* TASK OBJECTIVE
Show the lines below that contain the string "return".

Extracted data entries

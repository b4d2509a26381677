//! Ink command for Chronoscape.
//!
//! Records a pointer hover on an ink zone. The message reveals once the
//! zone's required discoveries are all present.

use serde::Serialize;

use crate::config::SceneConfig;
use crate::core::ProgressionController;
use crate::storage::StateStore;

/// Options for the ink command.
#[derive(Debug, Clone, Default)]
pub struct InkOptions {
    /// Output as JSON.
    pub json: bool,
    /// Suppress output.
    pub quiet: bool,
}

/// Output format for the ink command.
#[derive(Debug, Clone, Serialize)]
pub struct InkOutput {
    /// Whether the zone exists and the event was processed.
    pub success: bool,
    /// The hovered ink zone.
    pub zone_id: String,
    /// Whether the ink is revealed.
    pub revealed: bool,
    /// Whether this hover performed the one-shot reveal.
    pub newly_revealed: bool,
    /// The revealed message, if any.
    #[serde(skip_serializing_if = "Option::is_none")]
    pub message: Option<String>,
    /// Region newly lit by this reveal, if any.
    #[serde(skip_serializing_if = "Option::is_none")]
    pub region_lit: Option<String>,
    /// Error message if the event was rejected.
    #[serde(skip_serializing_if = "Option::is_none")]
    pub error: Option<String>,
}

impl InkOutput {
    /// Create a failed output.
    pub fn failure(zone_id: impl Into<String>, error: impl Into<String>) -> Self {
        Self {
            success: false,
            zone_id: zone_id.into(),
            revealed: false,
            newly_revealed: false,
            message: None,
            region_lit: None,
            error: Some(error.into()),
        }
    }
}

/// The ink command implementation.
pub struct InkCommand<S: StateStore> {
    controller: ProgressionController<S>,
}

impl<S: StateStore> InkCommand<S> {
    /// Create a new ink command.
    pub fn new(store: S, scene: SceneConfig) -> Self {
        Self {
            controller: ProgressionController::new(scene, store),
        }
    }

    /// Run the ink command for a zone.
    pub fn run(&mut self, zone_id: &str) -> InkOutput {
        if self.controller.scene().ink_zone(zone_id).is_none() {
            return InkOutput::failure(zone_id, format!("unknown ink zone: {zone_id}"));
        }

        let outcome = self.controller.record_ink_hover(zone_id);
        InkOutput {
            success: true,
            zone_id: zone_id.to_string(),
            revealed: outcome.revealed,
            newly_revealed: outcome.newly_revealed,
            message: outcome.message,
            region_lit: outcome.region_lit,
            error: None,
        }
    }

    /// Format output based on options.
    pub fn format_output(&self, output: &InkOutput, options: &InkOptions) -> String {
        if options.quiet {
            return String::new();
        }

        if options.json {
            serde_json::to_string_pretty(output).unwrap_or_else(|_| "{}".to_string())
        } else {
            self.format_human_readable(output)
        }
    }

    /// Format output as human-readable text.
    fn format_human_readable(&self, output: &InkOutput) -> String {
        if !output.success {
            return format!(
                "Ink hover failed: {}\n",
                output.error.as_deref().unwrap_or("unknown error")
            );
        }

        if !output.revealed {
            return format!("{} stays hidden.\n", output.zone_id);
        }

        let mut line = format!(
            "{}: \"{}\"",
            output.zone_id,
            output.message.as_deref().unwrap_or("")
        );
        if let Some(region) = &output.region_lit {
            line.push_str(&format!(" ({} lit up)", region));
        }
        line.push('\n');
        line
    }
}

* RESULT
            return InkOutput::failure(zone_id, format!("unknown ink zone: {zone_id}"));
            return String::new();
            return format!(
            return format!("{} stays hidden.\n", output.zone_id);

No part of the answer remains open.